### Exercise
An identical copy of all the records is what the answer must contain.

### Exercise material
☆ ☆ ☆ ☆ ☆

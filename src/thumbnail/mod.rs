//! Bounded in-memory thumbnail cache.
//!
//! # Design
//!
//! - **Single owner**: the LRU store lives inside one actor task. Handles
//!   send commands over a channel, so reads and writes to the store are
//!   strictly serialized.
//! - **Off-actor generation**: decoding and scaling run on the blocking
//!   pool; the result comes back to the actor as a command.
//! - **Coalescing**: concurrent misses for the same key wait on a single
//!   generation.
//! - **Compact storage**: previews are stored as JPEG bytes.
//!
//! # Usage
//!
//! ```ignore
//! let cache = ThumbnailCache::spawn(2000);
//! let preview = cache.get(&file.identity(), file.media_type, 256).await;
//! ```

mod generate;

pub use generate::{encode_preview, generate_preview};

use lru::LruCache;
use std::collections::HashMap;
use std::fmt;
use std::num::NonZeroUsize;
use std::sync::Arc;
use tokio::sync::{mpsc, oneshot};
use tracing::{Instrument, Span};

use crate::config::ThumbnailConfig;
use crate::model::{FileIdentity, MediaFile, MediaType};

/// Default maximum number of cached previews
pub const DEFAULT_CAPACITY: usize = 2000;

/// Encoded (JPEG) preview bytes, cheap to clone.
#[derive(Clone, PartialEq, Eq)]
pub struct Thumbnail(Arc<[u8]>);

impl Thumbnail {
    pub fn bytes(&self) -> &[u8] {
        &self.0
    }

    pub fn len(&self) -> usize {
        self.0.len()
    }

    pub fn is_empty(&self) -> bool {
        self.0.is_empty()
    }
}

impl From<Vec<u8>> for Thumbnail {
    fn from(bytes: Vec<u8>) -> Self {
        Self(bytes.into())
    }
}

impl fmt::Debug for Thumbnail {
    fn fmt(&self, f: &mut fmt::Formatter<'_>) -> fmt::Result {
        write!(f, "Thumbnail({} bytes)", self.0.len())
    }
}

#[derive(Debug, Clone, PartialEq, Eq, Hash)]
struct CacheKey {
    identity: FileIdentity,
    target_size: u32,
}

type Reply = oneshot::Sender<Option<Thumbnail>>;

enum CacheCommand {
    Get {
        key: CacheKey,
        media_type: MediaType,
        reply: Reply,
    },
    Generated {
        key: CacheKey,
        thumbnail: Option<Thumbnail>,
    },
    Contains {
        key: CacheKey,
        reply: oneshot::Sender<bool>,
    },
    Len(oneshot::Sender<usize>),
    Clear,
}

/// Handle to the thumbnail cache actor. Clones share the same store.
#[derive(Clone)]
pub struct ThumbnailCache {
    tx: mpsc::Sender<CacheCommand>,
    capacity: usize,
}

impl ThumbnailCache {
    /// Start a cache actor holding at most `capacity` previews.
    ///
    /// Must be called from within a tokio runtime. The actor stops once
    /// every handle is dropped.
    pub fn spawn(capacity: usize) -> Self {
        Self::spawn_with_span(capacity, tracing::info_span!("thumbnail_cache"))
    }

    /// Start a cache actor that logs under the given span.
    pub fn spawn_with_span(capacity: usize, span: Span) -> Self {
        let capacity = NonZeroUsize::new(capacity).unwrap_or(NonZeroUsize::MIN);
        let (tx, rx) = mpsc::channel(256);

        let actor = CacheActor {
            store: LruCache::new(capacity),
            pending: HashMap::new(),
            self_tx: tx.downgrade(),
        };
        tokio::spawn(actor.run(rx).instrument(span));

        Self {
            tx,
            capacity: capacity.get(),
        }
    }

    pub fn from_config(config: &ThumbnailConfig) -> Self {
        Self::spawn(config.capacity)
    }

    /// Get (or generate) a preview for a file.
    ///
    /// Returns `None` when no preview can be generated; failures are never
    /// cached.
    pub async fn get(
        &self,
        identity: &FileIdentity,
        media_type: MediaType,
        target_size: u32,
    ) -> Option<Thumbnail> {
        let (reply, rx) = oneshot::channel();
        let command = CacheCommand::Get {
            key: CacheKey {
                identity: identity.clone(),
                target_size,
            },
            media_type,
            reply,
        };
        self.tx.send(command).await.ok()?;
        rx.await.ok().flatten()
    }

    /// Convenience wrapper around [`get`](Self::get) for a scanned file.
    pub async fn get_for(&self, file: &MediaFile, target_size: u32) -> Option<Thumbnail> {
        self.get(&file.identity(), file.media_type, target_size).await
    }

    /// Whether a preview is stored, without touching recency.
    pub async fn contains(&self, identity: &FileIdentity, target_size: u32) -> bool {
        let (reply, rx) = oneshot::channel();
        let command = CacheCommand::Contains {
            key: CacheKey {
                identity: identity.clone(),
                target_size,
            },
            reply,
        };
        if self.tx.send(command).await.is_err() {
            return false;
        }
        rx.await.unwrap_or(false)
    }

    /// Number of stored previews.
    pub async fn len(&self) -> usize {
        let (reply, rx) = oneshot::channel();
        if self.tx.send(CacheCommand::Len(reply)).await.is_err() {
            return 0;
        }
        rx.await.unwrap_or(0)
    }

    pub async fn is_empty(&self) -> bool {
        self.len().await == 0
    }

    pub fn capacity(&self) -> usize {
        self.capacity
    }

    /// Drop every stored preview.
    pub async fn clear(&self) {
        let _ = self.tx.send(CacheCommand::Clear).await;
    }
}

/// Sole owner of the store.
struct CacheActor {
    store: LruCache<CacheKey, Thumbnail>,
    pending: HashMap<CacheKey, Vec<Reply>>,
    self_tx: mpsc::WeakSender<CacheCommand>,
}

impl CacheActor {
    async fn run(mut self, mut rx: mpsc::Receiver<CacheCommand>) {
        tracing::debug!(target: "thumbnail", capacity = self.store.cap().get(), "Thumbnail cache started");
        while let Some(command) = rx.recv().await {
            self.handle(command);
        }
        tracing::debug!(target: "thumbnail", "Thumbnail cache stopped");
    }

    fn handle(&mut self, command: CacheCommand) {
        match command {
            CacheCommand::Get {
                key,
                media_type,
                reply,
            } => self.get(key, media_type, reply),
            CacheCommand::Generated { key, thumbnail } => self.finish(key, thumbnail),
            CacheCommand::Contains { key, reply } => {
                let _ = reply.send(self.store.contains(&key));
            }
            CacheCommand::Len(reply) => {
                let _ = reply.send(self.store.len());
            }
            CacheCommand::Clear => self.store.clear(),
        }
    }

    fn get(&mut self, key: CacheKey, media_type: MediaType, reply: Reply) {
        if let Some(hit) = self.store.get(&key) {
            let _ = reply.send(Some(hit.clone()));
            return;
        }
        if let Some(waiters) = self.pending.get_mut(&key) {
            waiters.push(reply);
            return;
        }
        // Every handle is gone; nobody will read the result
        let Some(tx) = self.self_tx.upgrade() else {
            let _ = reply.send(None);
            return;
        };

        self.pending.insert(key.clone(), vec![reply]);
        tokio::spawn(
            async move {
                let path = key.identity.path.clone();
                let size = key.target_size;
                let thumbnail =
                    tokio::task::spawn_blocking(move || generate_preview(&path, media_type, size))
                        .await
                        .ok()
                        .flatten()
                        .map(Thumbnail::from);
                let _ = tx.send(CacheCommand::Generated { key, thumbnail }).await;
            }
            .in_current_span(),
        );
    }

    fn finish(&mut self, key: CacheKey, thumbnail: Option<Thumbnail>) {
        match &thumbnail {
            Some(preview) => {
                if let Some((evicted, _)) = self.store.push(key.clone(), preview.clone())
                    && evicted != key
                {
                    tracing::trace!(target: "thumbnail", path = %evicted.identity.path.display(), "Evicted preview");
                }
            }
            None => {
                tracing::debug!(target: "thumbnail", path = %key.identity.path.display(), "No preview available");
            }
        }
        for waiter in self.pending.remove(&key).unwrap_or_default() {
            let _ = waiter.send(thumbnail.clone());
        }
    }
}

☆ ☆ ☆ ☆ ☆

### Answer area
filename src/thumbnail/mod.rs
//! Bounded in-memory thumbnail cache.
//!
//! # Design
//!
//! - **Single owner**: the LRU store lives inside one actor task. Handles
//!   send commands over a channel, so reads and writes to the store are
//!   strictly serialized.
//! - **Off-actor generation**: decoding and scaling run on the blocking
//!   pool; the result comes back to the actor as a command.
//! - **Coalescing**: concurrent misses for the same key wait on a single
//!   generation.
//! - **Compact storage**: previews are stored as JPEG bytes.
//!
//! # Usage
//!
//! ```ignore
//! let cache = ThumbnailCache::spawn(2000);
//! let preview = cache.get(&file.identity(), file.media_type, 256).await;
//! ```

mod generate;

pub use generate::{encode_preview, generate_preview};

use lru::LruCache;
use std::collections::HashMap;
use std::fmt;
use std::num::NonZeroUsize;
use std::sync::Arc;
use tokio::sync::{mpsc, oneshot};
use tracing::{Instrument, Span};

use crate::config::ThumbnailConfig;
use crate::model::{FileIdentity, MediaFile, MediaType};

/// Default maximum number of cached previews
pub const DEFAULT_CAPACITY: usize = 2000;

/// Encoded (JPEG) preview bytes, cheap to clone.
#[derive(Clone, PartialEq, Eq)]
pub struct Thumbnail(Arc<[u8]>);

impl Thumbnail {
    pub fn bytes(&self) -> &[u8] {
        &self.0
    }

    pub fn len(&self) -> usize {
        self.0.len()
    }

    pub fn is_empty(&self) -> bool {
        self.0.is_empty()
    }
}

impl From<Vec<u8>> for Thumbnail {
    fn from(bytes: Vec<u8>) -> Self {
        Self(bytes.into())
    }
}

impl fmt::Debug for Thumbnail {
    fn fmt(&self, f: &mut fmt::Formatter<'_>) -> fmt::Result {
        write!(f, "Thumbnail({} bytes)", self.0.len())
    }
}

#[derive(Debug, Clone, PartialEq, Eq, Hash)]
struct CacheKey {
    identity: FileIdentity,
    target_size: u32,
}

type Reply = oneshot::Sender<Option<Thumbnail>>;

enum CacheCommand {
    Get {
        key: CacheKey,
        media_type: MediaType,
        reply: Reply,
    },
    Generated {
        key: CacheKey,
        thumbnail: Option<Thumbnail>,
    },
    Contains {
        key: CacheKey,
        reply: oneshot::Sender<bool>,
    },
    Len(oneshot::Sender<usize>),
    Clear,
}

/// Handle to the thumbnail cache actor. Clones share the same store.
#[derive(Clone)]
pub struct ThumbnailCache {
    tx: mpsc::Sender<CacheCommand>,
    capacity: usize,
}

impl ThumbnailCache {
    /// Start a cache actor holding at most `capacity` previews.
    ///
    /// Must be called from within a tokio runtime. The actor stops once
    /// every handle is dropped.
    pub fn spawn(capacity: usize) -> Self {
        Self::spawn_with_span(capacity, tracing::info_span!("thumbnail_cache"))
    }

    /// Start a cache actor that logs under the given span.
    pub fn spawn_with_span(capacity: usize, span: Span) -> Self {
        let capacity = NonZeroUsize::new(capacity).unwrap_or(NonZeroUsize::MIN);
        let (tx, rx) = mpsc::channel(256);

        let actor = CacheActor {
            store: LruCache::new(capacity),
            pending: HashMap::new(),
            self_tx: tx.downgrade(),
        };
        tokio::spawn(actor.run(rx).instrument(span));

        Self {
            tx,
            capacity: capacity.get(),
        }
    }

    pub fn from_config(config: &ThumbnailConfig) -> Self {
        Self::spawn(config.capacity)
    }

    /// Get (or generate) a preview for a file.
    ///
    /// Returns `None` when no preview can be generated; failures are never
    /// cached.
    pub async fn get(
        &self,
        identity: &FileIdentity,
        media_type: MediaType,
        target_size: u32,
    ) -> Option<Thumbnail> {
        let (reply, rx) = oneshot::channel();
        let command = CacheCommand::Get {
            key: CacheKey {
                identity: identity.clone(),
                target_size,
            },
            media_type,
            reply,
        };
        self.tx.send(command).await.ok()?;
        rx.await.ok().flatten()
    }

    /// Convenience wrapper around [`get`](Self::get) for a scanned file.
    pub async fn get_for(&self, file: &MediaFile, target_size: u32) -> Option<Thumbnail> {
        self.get(&file.identity(), file.media_type, target_size).await
    }

    /// Whether a preview is stored, without touching recency.
    pub async fn contains(&self, identity: &FileIdentity, target_size: u32) -> bool {
        let (reply, rx) = oneshot::channel();
        let command = CacheCommand::Contains {
            key: CacheKey {
                identity: identity.clone(),
                target_size,
            },
            reply,
        };
        if self.tx.send(command).await.is_err() {
            return false;
        }
        rx.await.unwrap_or(false)
    }

    /// Number of stored previews.
    pub async fn len(&self) -> usize {
        let (reply, rx) = oneshot::channel();
        if self.tx.send(CacheCommand::Len(reply)).await.is_err() {
            return 0;
        }
        rx.await.unwrap_or(0)
    }

    pub async fn is_empty(&self) -> bool {
        self.len().await == 0
    }

    pub fn capacity(&self) -> usize {
        self.capacity
    }

    /// Drop every stored preview.
    pub async fn clear(&self) {
        let _ = self.tx.send(CacheCommand::Clear).await;
    }
}

/// Sole owner of the store.
struct CacheActor {
    store: LruCache<CacheKey, Thumbnail>,
    pending: HashMap<CacheKey, Vec<Reply>>,
    self_tx: mpsc::WeakSender<CacheCommand>,
}

impl CacheActor {
    async fn run(mut self, mut rx: mpsc::Receiver<CacheCommand>) {
        tracing::debug!(target: "thumbnail", capacity = self.store.cap().get(), "Thumbnail cache started");
        while let Some(command) = rx.recv().await {
            self.handle(command);
        }
        tracing::debug!(target: "thumbnail", "Thumbnail cache stopped");
    }

    fn handle(&mut self, command: CacheCommand) {
        match command {
            CacheCommand::Get {
                key,
                media_type,
                reply,
            } => self.get(key, media_type, reply),
            CacheCommand::Generated { key, thumbnail } => self.finish(key, thumbnail),
            CacheCommand::Contains { key, reply } => {
                let _ = reply.send(self.store.contains(&key));
            }
            CacheCommand::Len(reply) => {
                let _ = reply.send(self.store.len());
            }
            CacheCommand::Clear => self.store.clear(),
        }
    }

    fn get(&mut self, key: CacheKey, media_type: MediaType, reply: Reply) {
        if let Some(hit) = self.store.get(&key) {
            let _ = reply.send(Some(hit.clone()));
            return;
        }
        if let Some(waiters) = self.pending.get_mut(&key) {
            waiters.push(reply);
            return;
        }
        // Every handle is gone; nobody will read the result
        let Some(tx) = self.self_tx.upgrade() else {
            let _ = reply.send(None);
            return;
        };

        self.pending.insert(key.clone(), vec![reply]);
        tokio::spawn(
            async move {
                let path = key.identity.path.clone();
                let size = key.target_size;
                let thumbnail =
                    tokio::task::spawn_blocking(move || generate_preview(&path, media_type, size))
                        .await
                        .ok()
                        .flatten()
                        .map(Thumbnail::from);
                let _ = tx.send(CacheCommand::Generated { key, thumbnail }).await;
            }
            .in_current_span(),
        );
    }

    fn finish(&mut self, key: CacheKey, thumbnail: Option<Thumbnail>) {
        match &thumbnail {
            Some(preview) => {
                if let Some((evicted, _)) = self.store.push(key.clone(), preview.clone())
                    && evicted != key
                {
                    tracing::trace!(target: "thumbnail", path = %evicted.identity.path.display(), "Evicted preview");
                }
            }
            None => {
                tracing::debug!(target: "thumbnail", path = %key.identity.path.display(), "No preview available");
            }
        }
        for waiter in self.pending.remove(&key).unwrap_or_default() {
            let _ = waiter.send(thumbnail.clone());
        }
    }
}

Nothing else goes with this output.